Loading the libraries
library(caret)
library(dplyr)
library(randomForest)
library(e1071)
library(gbm)
library(pROC)
library(knitr)
library(tidyverse)
library(tidytext)
library(tm)
library(glmnet)
library(e1071)
library(randomForest)
library(lime)
Loading the data
testdata <- read.csv("C:/Users/gyc22/Documents/AI/Files/CA_AV_CrashReportsSample.csv")
Data preprocessing
# Remove unnecessary columns
testdata <- testdata %>% select(-CrashNarrative, -File_name, -Manufacturer_Name, -Business_Name,-Date, -Time, -Location_Street, -Location_City,
-Location_County,-Location_State, -Location_Zip, -Latitude, -Longitude,-Name_Injury.Death, -Bicyclist_Injury.Death, -Property_Damage,
-Property_Owner_Name, -Otherparty_Vehicle_Year, -Otherparty_Vehicle_Model,
-Otherparty_Vehicle_State, -Vehicle_was_OtherParty,
-Involved_Party_Otherparty, -Driver, -Passenger, -Vehicle_Year_3rdparty,
-Model_3rdParty, -X3rdparty_Vehicle_State, -Vehicle_was_3rdParty,
-Involve_in_Accident_3rdParty, -Driver_3rdParty, -Passenger_3rdParty)
# Handling missing values
testdata <- na.omit(testdata)
# Converting categorical variables to factors
testdata$Pre_Crash_Mode <- as.factor(testdata$Pre_Crash_Mode)
testdata <- testdata %>% mutate_if(is.character, as.factor)
Feature Selection
nzvr <- nearZeroVar(testdata, saveMetrics = TRUE)

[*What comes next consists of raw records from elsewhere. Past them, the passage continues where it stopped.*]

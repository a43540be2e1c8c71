use std::fmt::{self, Display, Formatter};
use std::ops::Add;

#[derive(Debug, Clone, Copy, PartialEq, Eq, Hash)]
pub enum MapCell {
    Wall,
    Floor,
    Goal,
}

#[derive(Debug, Clone, Copy, PartialEq, Eq)]
pub(crate) enum Contents {
    Empty,
    Crate,
    Player,
}

/// Signed so that stepping off the edge of the map is representable
/// and can be rejected by a bounds check instead of wrapping around.
#[derive(Debug, Clone, Copy, PartialEq, Eq, PartialOrd, Ord, Hash)]
pub struct Pos {
    pub r: i32,
    pub c: i32,
}

impl Pos {
    pub fn new(r: i32, c: i32) -> Pos {
        Pos { r, c }
    }

    pub fn dist(self, other: Pos) -> i32 {
        (self.r - other.r).abs() + (self.c - other.c).abs()
    }

    pub fn neighbors(self) -> [Pos; 4] {
        [self + Up, self + Down, self + Left, self + Right]
    }
}

impl Display for Pos {
    fn fmt(&self, f: &mut Formatter<'_>) -> fmt::Result {
        write!(f, "[{}, {}]", self.r, self.c)
    }
}

#[derive(Debug, Clone, Copy, PartialEq, Eq, Hash)]
pub enum Dir {
    Up,
    Down,
    Left,
    Right,
}

use self::Dir::*;

/// Expansion order - changing it changes which of several equally good solutions is found.
pub const DIRECTIONS: [Dir; 4] = [Up, Down, Left, Right];

impl Dir {
    pub fn delta(self) -> (i32, i32) {
        match self {
            Up => (-1, 0),
            Down => (1, 0),
            Left => (0, -1),
            Right => (0, 1),
        }
    }

    pub fn to_command(self) -> char {
        match self {
            Up => 'u',
            Down => 'd',
            Left => 'l',
            Right => 'r',
        }
    }

    pub fn from_command(command: char) -> Option<Dir> {
        match command.to_ascii_lowercase() {
            'u' => Some(Up),
            'd' => Some(Down),
            'l' => Some(Left),
            'r' => Some(Right),
            _ => None,
        }
    }
}

impl Display for Dir {
    fn fmt(&self, f: &mut Formatter<'_>) -> fmt::Result {
        write!(f, "{}", self.to_command())
    }
}

impl Add<Dir> for Pos {
    type Output = Pos;

    fn add(self, dir: Dir) -> Pos {
        let (dr, dc) = dir.delta();
        Pos {
            r: self.r.saturating_add(dr),
            c: self.c.saturating_add(dc),
        }
    }
}
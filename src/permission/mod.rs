//! Role and ownership policy.
//!
//! Three roles and a flat rule table: some actions belong to admins, some to
//! the resource owner (or an admin), the rest to anyone signed in.

use crate::orm::users::Role;

/// Everything a signed-in user may attempt that the policy has an opinion on.
#[derive(Clone, Copy, Debug, PartialEq, Eq, Hash)]
pub enum Action {
    /// Create, edit, delete and link courses and professors.
    ManageCatalog,
    /// Approve, reject and list pending reviews.
    ModerateReviews,
    /// List, read and transition reports.
    ManageReports,
    ViewStats,
    /// Activate and deactivate accounts.
    ManageUsers,
    EditReview,
    DeleteReview,
    DeleteComment,
    SubmitReview,
    SubmitComment,
    ToggleLike,
    SubmitReport,
}

/// Who an action is reserved for.
#[derive(Clone, Copy, Debug, PartialEq, Eq)]
pub enum Gate {
    Admin,
    OwnerOrAdmin,
    Authenticated,
}

impl Action {
    pub fn gate(self) -> Gate {
        match self {
            Action::ManageCatalog
            | Action::ModerateReviews
            | Action::ManageReports
            | Action::ViewStats
            | Action::ManageUsers => Gate::Admin,
            Action::EditReview | Action::DeleteReview | Action::DeleteComment => {
                Gate::OwnerOrAdmin
            }
            Action::SubmitReview
            | Action::SubmitComment
            | Action::ToggleLike
            | Action::SubmitReport => Gate::Authenticated,
        }
    }
}

/// Decide whether `role` may perform `action`. `is_owner` only matters for
/// owner-gated actions.
pub fn is_permitted(role: Role, action: Action, is_owner: bool) -> bool {
    match action.gate() {
        Gate::Admin => role == Role::Admin,
        Gate::OwnerOrAdmin => is_owner || role == Role::Admin,
        Gate::Authenticated => true,
    }
}

#[cfg(test)]
mod tests {
    use super::*;

    const ALL: [Action; 12] = [
        Action::ManageCatalog,
        Action::ModerateReviews,
        Action::ManageReports,
        Action::ViewStats,
        Action::ManageUsers,
        Action::EditReview,
        Action::DeleteReview,
        Action::DeleteComment,
        Action::SubmitReview,
        Action::SubmitComment,
        Action::ToggleLike,
        Action::SubmitReport,
    ];

    #[test]
    fn test_admin_may_do_everything() {
        for action in ALL {
            assert!(is_permitted(Role::Admin, action, false), "{:?}", action);
        }
    }

    #[test]
    fn test_admin_actions_denied_to_others() {
        for role in [Role::Student, Role::Professor] {
            for action in ALL.iter().filter(|a| a.gate() == Gate::Admin) {
                assert!(!is_permitted(role, *action, false));
                // Owning something never grants admin actions.
                assert!(!is_permitted(role, *action, true));
            }
        }
    }

    #[test]
    fn test_owner_actions() {
        assert!(is_permitted(Role::Student, Action::EditReview, true));
        assert!(!is_permitted(Role::Student, Action::EditReview, false));
        assert!(is_permitted(Role::Professor, Action::DeleteComment, true));
        assert!(!is_permitted(Role::Professor, Action::DeleteReview, false));
    }

    #[test]
    fn test_authenticated_actions() {
        for role in [Role::Student, Role::Professor, Role::Admin] {
            assert!(is_permitted(role, Action::SubmitReview, false));
            assert!(is_permitted(role, Action::ToggleLike, false));
            assert!(is_permitted(role, Action::SubmitReport, false));
            assert!(is_permitted(role, Action::SubmitComment, false));
        }
    }
}
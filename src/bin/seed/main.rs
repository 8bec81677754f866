use anyhow::Context;
use campus_reviews::app_config::AppConfig;
use campus_reviews::{db, seed};
use env_logger::Env;

#[actix_web::main]
async fn main() -> anyhow::Result<()> {
    dotenv::dotenv().ok();
    env_logger::Builder::from_env(Env::default().default_filter_or("info")).init();

    let config = AppConfig::load().context("Failed to load configuration")?;
    let database = db::connect(&config.database_url(), config.database.max_connections)
        .await
        .context("Failed to connect to the database")?;
    db::create_schema(&database)
        .await
        .context("Failed to create database schema")?;

    let users = seed::seed(&database).await.context("Seeding failed")?;
    for user in &users {
        log::info!("{:<10} {} / {}", format!("{:?}", user.role), user.email, seed::DEMO_PASSWORD);
    }
    log::info!("Seeded {} demo users", users.len());
    Ok(())
}
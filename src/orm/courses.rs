//! SeaORM Entity for courses table

use sea_orm::entity::prelude::*;
use serde::Serialize;

#[derive(Clone, Debug, PartialEq, Eq, DeriveEntityModel, Serialize)]
#[sea_orm(table_name = "courses")]
#[serde(rename_all = "camelCase")]
pub struct Model {
    #[sea_orm(primary_key)]
    pub id: i32,
    #[sea_orm(unique)]
    pub code: String,
    pub name: String,
    #[sea_orm(column_type = "Text", nullable)]
    pub description: Option<String>,
    pub department: String,
    pub credits: i32,
    pub created_at: DateTime,
    pub updated_at: DateTime,
}

#[derive(Copy, Clone, Debug, EnumIter, DeriveRelation)]
pub enum Relation {}

impl ActiveModelBehavior for ActiveModel {}
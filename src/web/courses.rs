//! Course catalog endpoints.

use super::error::ApiError;
use super::pagination::Paging;
use super::query::{count_by, search_any};
use super::reviews::{present_reviews, Audience, ReviewView};
use crate::app_config::AppConfig;
use crate::cache::RatingCache;
use crate::middleware::ClientCtx;
use crate::orm::{course_professors, courses, professors, reviews};
use crate::permission::Action;
use crate::rating::{RatingMetrics, Subject};
use actix_web::{delete, get, post, put, web, HttpResponse};
use chrono::Utc;
use sea_orm::sea_query::OnConflict;
use sea_orm::{
    entity::*, query::*, ColumnTrait, DatabaseConnection, DbErr, EntityTrait, QueryFilter,
    QueryOrder,
};
use serde::{Deserialize, Serialize};
use std::collections::HashMap;
use validator::Validate;

pub(super) fn configure(conf: &mut actix_web::web::ServiceConfig) {
    conf.service(list_courses)
        .service(create_course)
        .service(view_course)
        .service(update_course)
        .service(delete_course)
        .service(link_professor)
        .service(unlink_professor);
}

#[derive(Serialize)]
pub struct ReviewTotal {
    pub reviews: u64,
}

#[derive(Serialize)]
struct CourseListItem {
    #[serde(flatten)]
    course: courses::Model,
    professors: Vec<professors::Model>,
    #[serde(rename = "_count")]
    count: ReviewTotal,
}

#[derive(Serialize)]
#[serde(rename_all = "camelCase")]
struct CourseDetail {
    #[serde(flatten)]
    course: courses::Model,
    professors: Vec<professors::Model>,
    reviews: Vec<ReviewView>,
    #[serde(rename = "_count")]
    count: ReviewTotal,
    average_rating: f64,
    metrics: RatingMetrics,
}

/// Professors teaching each of `course_ids`, by last name.
async fn professors_by_course(
    db: &DatabaseConnection,
    course_ids: &[i32],
) -> Result<HashMap<i32, Vec<professors::Model>>, DbErr> {
    let mut map: HashMap<i32, Vec<professors::Model>> = HashMap::new();
    if course_ids.is_empty() {
        return Ok(map);
    }

    let rows = course_professors::Entity::find()
        .filter(course_professors::Column::CourseId.is_in(course_ids.iter().copied()))
        .find_also_related(professors::Entity)
        .order_by_asc(professors::Column::LastName)
        .order_by_asc(professors::Column::FirstName)
        .all(db)
        .await?;

    for (link, professor) in rows {
        if let Some(professor) = professor {
            map.entry(link.course_id).or_default().push(professor);
        }
    }
    Ok(map)
}

#[derive(Debug, Deserialize)]
pub struct CourseQuery {
    pub search: Option<String>,
    pub department: Option<String>,
    pub page: Option<u64>,
    pub limit: Option<u64>,
}

#[get("/courses")]
async fn list_courses(
    db: web::Data<DatabaseConnection>,
    config: web::Data<AppConfig>,
    query: web::Query<CourseQuery>,
) -> Result<HttpResponse, ApiError> {
    let db = db.get_ref();
    let paging = Paging::new(query.page, query.limit, &config.limits);

    let mut select = courses::Entity::find();
    if let Some(search) = query.search.as_deref().filter(|s| !s.trim().is_empty()) {
        select = select.filter(search_any(
            search,
            &[
                courses::Column::Code,
                courses::Column::Name,
                courses::Column::Description,
            ],
        ));
    }
    if let Some(department) = query.department.as_deref().filter(|d| !d.is_empty()) {
        select = select.filter(courses::Column::Department.eq(department));
    }

    let paginator = select
        .order_by_desc(courses::Column::CreatedAt)
        .order_by_desc(courses::Column::Id)
        .paginate(db, paging.limit);
    let total = paginator.num_items().await?;
    let rows = paginator.fetch_page(paging.index()).await?;

    let ids: Vec<i32> = rows.iter().map(|c| c.id).collect();
    let mut professor_map = professors_by_course(db, &ids).await?;
    let review_counts = count_by::<reviews::Entity>(db, reviews::Column::CourseId, &ids).await?;

    let courses: Vec<CourseListItem> = rows
        .into_iter()
        .map(|course| CourseListItem {
            professors: professor_map.remove(&course.id).unwrap_or_default(),
            count: ReviewTotal {
                reviews: review_counts.get(&course.id).copied().unwrap_or(0),
            },
            course,
        })
        .collect();

    Ok(HttpResponse::Ok().json(serde_json::json!({
        "courses": courses,
        "pagination": paging.describe(total),
    })))
}

#[get("/courses/{id}")]
async fn view_course(
    db: web::Data<DatabaseConnection>,
    cache: web::Data<RatingCache>,
    path: web::Path<i32>,
) -> Result<HttpResponse, ApiError> {
    let db = db.get_ref();
    let course = courses::Entity::find_by_id(path.into_inner())
        .one(db)
        .await?
        .ok_or_else(|| ApiError::not_found("Course"))?;

    let professors = professors_by_course(db, &[course.id])
        .await?
        .remove(&course.id)
        .unwrap_or_default();

    let approved = reviews::Entity::find()
        .filter(reviews::Column::CourseId.eq(course.id))
        .filter(reviews::Column::IsApproved.eq(true))
        .order_by_desc(reviews::Column::CreatedAt)
        .order_by_desc(reviews::Column::Id)
        .all(db)
        .await?;
    let total = reviews::Entity::find()
        .filter(reviews::Column::CourseId.eq(course.id))
        .count(db)
        .await?;

    let metrics = cache.get_or_compute(db, Subject::Course(course.id)).await?;

    Ok(HttpResponse::Ok().json(CourseDetail {
        course,
        professors,
        reviews: present_reviews(db, approved, Audience::Public).await?,
        count: ReviewTotal { reviews: total },
        average_rating: metrics.average_rating,
        metrics,
    }))
}

#[derive(Debug, Deserialize, Validate)]
pub struct CourseForm {
    #[validate(length(min = 1, message = "Course code is required"))]
    pub code: String,
    #[validate(length(min = 1, message = "Course name is required"))]
    pub name: String,
    pub description: Option<String>,
    #[validate(length(min = 1, message = "Department is required"))]
    pub department: String,
    #[validate(range(min = 1, max = 10, message = "Credits must be between 1 and 10"))]
    pub credits: i32,
}

#[post("/courses")]
async fn create_course(
    client: ClientCtx,
    db: web::Data<DatabaseConnection>,
    form: web::Json<CourseForm>,
) -> Result<HttpResponse, ApiError> {
    client.require(Action::ManageCatalog)?;
    let form = form.into_inner();
    form.validate()?;

    let now = Utc::now().naive_utc();
    let course = courses::ActiveModel {
        code: Set(form.code),
        name: Set(form.name),
        description: Set(form.description),
        department: Set(form.department),
        credits: Set(form.credits),
        created_at: Set(now),
        updated_at: Set(now),
        ..Default::default()
    }
    .insert(db.get_ref())
    .await
    .map_err(|e| ApiError::conflict_or_internal(e, "Course with this code already exists"))?;

    log::info!("Course {} ({}) created", course.id, course.code);
    Ok(HttpResponse::Created().json(course))
}

#[derive(Debug, Deserialize, Validate)]
pub struct UpdateCourseForm {
    #[validate(length(min = 1, message = "Course code is required"))]
    pub code: Option<String>,
    #[validate(length(min = 1, message = "Course name is required"))]
    pub name: Option<String>,
    pub description: Option<String>,
    #[validate(length(min = 1, message = "Department is required"))]
    pub department: Option<String>,
    #[validate(range(min = 1, max = 10, message = "Credits must be between 1 and 10"))]
    pub credits: Option<i32>,
}

#[put("/courses/{id}")]
async fn update_course(
    client: ClientCtx,
    db: web::Data<DatabaseConnection>,
    path: web::Path<i32>,
    form: web::Json<UpdateCourseForm>,
) -> Result<HttpResponse, ApiError> {
    client.require(Action::ManageCatalog)?;
    let form = form.into_inner();
    form.validate()?;

    let db = db.get_ref();
    let course = courses::Entity::find_by_id(path.into_inner())
        .one(db)
        .await?
        .ok_or_else(|| ApiError::not_found("Course"))?;

    let mut active: courses::ActiveModel = course.into();
    if let Some(code) = form.code {
        active.code = Set(code);
    }
    if let Some(name) = form.name {
        active.name = Set(name);
    }
    if let Some(description) = form.description {
        active.description = Set(Some(description));
    }
    if let Some(department) = form.department {
        active.department = Set(department);
    }
    if let Some(credits) = form.credits {
        active.credits = Set(credits);
    }
    active.updated_at = Set(Utc::now().naive_utc());

    let course = active
        .update(db)
        .await
        .map_err(|e| ApiError::conflict_or_internal(e, "Course with this code already exists"))?;
    Ok(HttpResponse::Ok().json(course))
}

/// Deleting a course takes its reviews with it, so every professor those
/// reviews also rated needs fresh metrics.
#[delete("/courses/{id}")]
async fn delete_course(
    client: ClientCtx,
    db: web::Data<DatabaseConnection>,
    cache: web::Data<RatingCache>,
    path: web::Path<i32>,
) -> Result<HttpResponse, ApiError> {
    client.require(Action::ManageCatalog)?;
    let db = db.get_ref();
    let course = courses::Entity::find_by_id(path.into_inner())
        .one(db)
        .await?
        .ok_or_else(|| ApiError::not_found("Course"))?;

    let doomed = reviews::Entity::find()
        .filter(reviews::Column::CourseId.eq(course.id))
        .all(db)
        .await?;

    let id = course.id;
    course.delete(db).await?;

    cache.invalidate(Subject::Course(id));
    for review in &doomed {
        cache.invalidate_review(review);
    }
    log::info!("Course {} deleted with {} reviews", id, doomed.len());

    Ok(HttpResponse::Ok().json(serde_json::json!({ "message": "Course deleted successfully" })))
}

async fn find_pair(
    db: &DatabaseConnection,
    course_id: i32,
    professor_id: i32,
) -> Result<(), ApiError> {
    if courses::Entity::find_by_id(course_id).one(db).await?.is_none() {
        return Err(ApiError::not_found("Course"));
    }
    if professors::Entity::find_by_id(professor_id).one(db).await?.is_none() {
        return Err(ApiError::not_found("Professor"));
    }
    Ok(())
}

/// Link a professor to a course. Linking twice is harmless.
#[post("/courses/{id}/professors/{professor_id}")]
async fn link_professor(
    client: ClientCtx,
    db: web::Data<DatabaseConnection>,
    path: web::Path<(i32, i32)>,
) -> Result<HttpResponse, ApiError> {
    client.require(Action::ManageCatalog)?;
    let (course_id, professor_id) = path.into_inner();
    let db = db.get_ref();
    find_pair(db, course_id, professor_id).await?;

    course_professors::Entity::insert(course_professors::ActiveModel {
        course_id: Set(course_id),
        professor_id: Set(professor_id),
        created_at: Set(Utc::now().naive_utc()),
    })
    .on_conflict(
        OnConflict::columns([
            course_professors::Column::CourseId,
            course_professors::Column::ProfessorId,
        ])
        .do_nothing()
        .to_owned(),
    )
    .exec_without_returning(db)
    .await?;

    let professors = professors_by_course(db, &[course_id])
        .await?
        .remove(&course_id)
        .unwrap_or_default();
    Ok(HttpResponse::Ok().json(serde_json::json!({
        "message": "Professor linked to course",
        "professors": professors,
    })))
}

#[delete("/courses/{id}/professors/{professor_id}")]
async fn unlink_professor(
    client: ClientCtx,
    db: web::Data<DatabaseConnection>,
    path: web::Path<(i32, i32)>,
) -> Result<HttpResponse, ApiError> {
    client.require(Action::ManageCatalog)?;
    let (course_id, professor_id) = path.into_inner();
    let db = db.get_ref();
    find_pair(db, course_id, professor_id).await?;

    let removed = course_professors::Entity::delete_many()
        .filter(course_professors::Column::CourseId.eq(course_id))
        .filter(course_professors::Column::ProfessorId.eq(professor_id))
        .exec(db)
        .await?
        .rows_affected;
    if removed == 0 {
        return Err(ApiError::NotFound(
            "Professor is not linked to this course".to_owned(),
        ));
    }

    Ok(HttpResponse::Ok().json(serde_json::json!({ "message": "Professor unlinked from course" })))
}
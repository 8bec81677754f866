//! Professor directory endpoints.

use super::courses::ReviewTotal;
use super::error::ApiError;
use super::pagination::Paging;
use super::query::{count_by, search_any};
use super::reviews::{present_reviews, Audience, ReviewView};
use crate::app_config::AppConfig;
use crate::cache::RatingCache;
use crate::middleware::ClientCtx;
use crate::orm::{course_professors, courses, professors, reviews};
use crate::permission::Action;
use crate::rating::{RatingMetrics, Subject};
use actix_web::{delete, get, post, put, web, HttpResponse};
use chrono::Utc;
use sea_orm::{
    entity::*, query::*, ColumnTrait, DatabaseConnection, DbErr, EntityTrait, QueryFilter,
    QueryOrder,
};
use serde::{Deserialize, Serialize};
use std::collections::HashMap;
use validator::Validate;

pub(super) fn configure(conf: &mut actix_web::web::ServiceConfig) {
    conf.service(list_professors)
        .service(create_professor)
        .service(view_professor)
        .service(update_professor)
        .service(delete_professor);
}

#[derive(Serialize)]
struct ProfessorListItem {
    #[serde(flatten)]
    professor: professors::Model,
    courses: Vec<courses::Model>,
    #[serde(rename = "_count")]
    count: ReviewTotal,
}

#[derive(Serialize)]
#[serde(rename_all = "camelCase")]
struct ProfessorDetail {
    #[serde(flatten)]
    professor: professors::Model,
    courses: Vec<courses::Model>,
    reviews: Vec<ReviewView>,
    #[serde(rename = "_count")]
    count: ReviewTotal,
    average_rating: f64,
    metrics: RatingMetrics,
}

/// Courses taught by each of `professor_ids`, by code.
async fn courses_by_professor(
    db: &DatabaseConnection,
    professor_ids: &[i32],
) -> Result<HashMap<i32, Vec<courses::Model>>, DbErr> {
    let mut map: HashMap<i32, Vec<courses::Model>> = HashMap::new();
    if professor_ids.is_empty() {
        return Ok(map);
    }

    let rows = course_professors::Entity::find()
        .filter(course_professors::Column::ProfessorId.is_in(professor_ids.iter().copied()))
        .find_also_related(courses::Entity)
        .order_by_asc(courses::Column::Code)
        .all(db)
        .await?;

    for (link, course) in rows {
        if let Some(course) = course {
            map.entry(link.professor_id).or_default().push(course);
        }
    }
    Ok(map)
}

#[derive(Debug, Deserialize)]
pub struct ProfessorQuery {
    pub search: Option<String>,
    pub department: Option<String>,
    pub page: Option<u64>,
    pub limit: Option<u64>,
}

#[get("/professors")]
async fn list_professors(
    db: web::Data<DatabaseConnection>,
    config: web::Data<AppConfig>,
    query: web::Query<ProfessorQuery>,
) -> Result<HttpResponse, ApiError> {
    let db = db.get_ref();
    let paging = Paging::new(query.page, query.limit, &config.limits);

    let mut select = professors::Entity::find();
    if let Some(search) = query.search.as_deref().filter(|s| !s.trim().is_empty()) {
        select = select.filter(search_any(
            search,
            &[
                professors::Column::FirstName,
                professors::Column::LastName,
                professors::Column::Email,
            ],
        ));
    }
    if let Some(department) = query.department.as_deref().filter(|d| !d.is_empty()) {
        select = select.filter(professors::Column::Department.eq(department));
    }

    let paginator = select
        .order_by_asc(professors::Column::LastName)
        .order_by_asc(professors::Column::FirstName)
        .order_by_asc(professors::Column::Id)
        .paginate(db, paging.limit);
    let total = paginator.num_items().await?;
    let rows = paginator.fetch_page(paging.index()).await?;

    let ids: Vec<i32> = rows.iter().map(|p| p.id).collect();
    let mut course_map = courses_by_professor(db, &ids).await?;
    let review_counts =
        count_by::<reviews::Entity>(db, reviews::Column::ProfessorId, &ids).await?;

    let professors: Vec<ProfessorListItem> = rows
        .into_iter()
        .map(|professor| ProfessorListItem {
            courses: course_map.remove(&professor.id).unwrap_or_default(),
            count: ReviewTotal {
                reviews: review_counts.get(&professor.id).copied().unwrap_or(0),
            },
            professor,
        })
        .collect();

    Ok(HttpResponse::Ok().json(serde_json::json!({
        "professors": professors,
        "pagination": paging.describe(total),
    })))
}

#[get("/professors/{id}")]
async fn view_professor(
    db: web::Data<DatabaseConnection>,
    cache: web::Data<RatingCache>,
    path: web::Path<i32>,
) -> Result<HttpResponse, ApiError> {
    let db = db.get_ref();
    let professor = professors::Entity::find_by_id(path.into_inner())
        .one(db)
        .await?
        .ok_or_else(|| ApiError::not_found("Professor"))?;

    let courses = courses_by_professor(db, &[professor.id])
        .await?
        .remove(&professor.id)
        .unwrap_or_default();

    let approved = reviews::Entity::find()
        .filter(reviews::Column::ProfessorId.eq(professor.id))
        .filter(reviews::Column::IsApproved.eq(true))
        .order_by_desc(reviews::Column::CreatedAt)
        .order_by_desc(reviews::Column::Id)
        .all(db)
        .await?;
    let total = reviews::Entity::find()
        .filter(reviews::Column::ProfessorId.eq(professor.id))
        .count(db)
        .await?;

    let metrics = cache
        .get_or_compute(db, Subject::Professor(professor.id))
        .await?;

    Ok(HttpResponse::Ok().json(ProfessorDetail {
        professor,
        courses,
        reviews: present_reviews(db, approved, Audience::Public).await?,
        count: ReviewTotal { reviews: total },
        average_rating: metrics.average_rating,
        metrics,
    }))
}

#[derive(Debug, Deserialize, Validate)]
#[serde(rename_all = "camelCase")]
pub struct ProfessorForm {
    #[validate(length(min = 1, message = "First name is required"))]
    pub first_name: String,
    #[validate(length(min = 1, message = "Last name is required"))]
    pub last_name: String,
    #[validate(email(message = "Invalid email address"))]
    pub email: Option<String>,
    #[validate(length(min = 1, message = "Department is required"))]
    pub department: String,
    pub bio: Option<String>,
}

#[post("/professors")]
async fn create_professor(
    client: ClientCtx,
    db: web::Data<DatabaseConnection>,
    form: web::Json<ProfessorForm>,
) -> Result<HttpResponse, ApiError> {
    client.require(Action::ManageCatalog)?;
    let form = form.into_inner();
    form.validate()?;

    let now = Utc::now().naive_utc();
    let professor = professors::ActiveModel {
        first_name: Set(form.first_name),
        last_name: Set(form.last_name),
        email: Set(form.email),
        department: Set(form.department),
        bio: Set(form.bio),
        created_at: Set(now),
        updated_at: Set(now),
        ..Default::default()
    }
    .insert(db.get_ref())
    .await?;

    log::info!("Professor {} created", professor.id);
    Ok(HttpResponse::Created().json(professor))
}

#[derive(Debug, Deserialize, Validate)]
#[serde(rename_all = "camelCase")]
pub struct UpdateProfessorForm {
    #[validate(length(min = 1, message = "First name is required"))]
    pub first_name: Option<String>,
    #[validate(length(min = 1, message = "Last name is required"))]
    pub last_name: Option<String>,
    #[validate(email(message = "Invalid email address"))]
    pub email: Option<String>,
    #[validate(length(min = 1, message = "Department is required"))]
    pub department: Option<String>,
    pub bio: Option<String>,
}

#[put("/professors/{id}")]
async fn update_professor(
    client: ClientCtx,
    db: web::Data<DatabaseConnection>,
    path: web::Path<i32>,
    form: web::Json<UpdateProfessorForm>,
) -> Result<HttpResponse, ApiError> {
    client.require(Action::ManageCatalog)?;
    let form = form.into_inner();
    form.validate()?;

    let db = db.get_ref();
    let professor = professors::Entity::find_by_id(path.into_inner())
        .one(db)
        .await?
        .ok_or_else(|| ApiError::not_found("Professor"))?;

    let mut active: professors::ActiveModel = professor.into();
    if let Some(first_name) = form.first_name {
        active.first_name = Set(first_name);
    }
    if let Some(last_name) = form.last_name {
        active.last_name = Set(last_name);
    }
    if let Some(email) = form.email {
        active.email = Set(Some(email));
    }
    if let Some(department) = form.department {
        active.department = Set(department);
    }
    if let Some(bio) = form.bio {
        active.bio = Set(Some(bio));
    }
    active.updated_at = Set(Utc::now().naive_utc());

    let professor = active.update(db).await?;
    Ok(HttpResponse::Ok().json(professor))
}

#[delete("/professors/{id}")]
async fn delete_professor(
    client: ClientCtx,
    db: web::Data<DatabaseConnection>,
    cache: web::Data<RatingCache>,
    path: web::Path<i32>,
) -> Result<HttpResponse, ApiError> {
    client.require(Action::ManageCatalog)?;
    let db = db.get_ref();
    let professor = professors::Entity::find_by_id(path.into_inner())
        .one(db)
        .await?
        .ok_or_else(|| ApiError::not_found("Professor"))?;

    let doomed = reviews::Entity::find()
        .filter(reviews::Column::ProfessorId.eq(professor.id))
        .all(db)
        .await?;

    let id = professor.id;
    professor.delete(db).await?;

    cache.invalidate(Subject::Professor(id));
    for review in &doomed {
        cache.invalidate_review(review);
    }
    log::info!("Professor {} deleted with {} reviews", id, doomed.len());

    Ok(HttpResponse::Ok().json(serde_json::json!({ "message": "Professor deleted successfully" })))
}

testdata <- testdata[, !nzvr$nzv]
Model development and training
# Model development
set.seed(123)
trainingIndex <- createDataPartition(testdata$Pre_Crash_Mode, p = 0.65, list = FALSE)
train <- testdata[trainingIndex, ]
test <- testdata[-trainingIndex, ]
# Training the model
# Decision Tree
tree_model <- train(Pre_Crash_Mode ~ ., data = train, method = "rpart")
# Random Forest
rf_model <- train(Pre_Crash_Mode ~ ., data = train, method = "rf",tuneGrid = expand.grid(mtry = c(3, 4, 5, 6)))
# GBM
gbm_model <- train(Pre_Crash_Mode ~ ., data = train, method = "gbm", verbose = FALSE)
# SVM
svm_model <- train(Pre_Crash_Mode ~ ., data = train, method = "svmRadial")
# kNN
knn_model <- train(Pre_Crash_Mode ~ ., data = train, method = "knn")
# GLM
log_model <- train(Pre_Crash_Mode ~ ., data = train, method = "glm")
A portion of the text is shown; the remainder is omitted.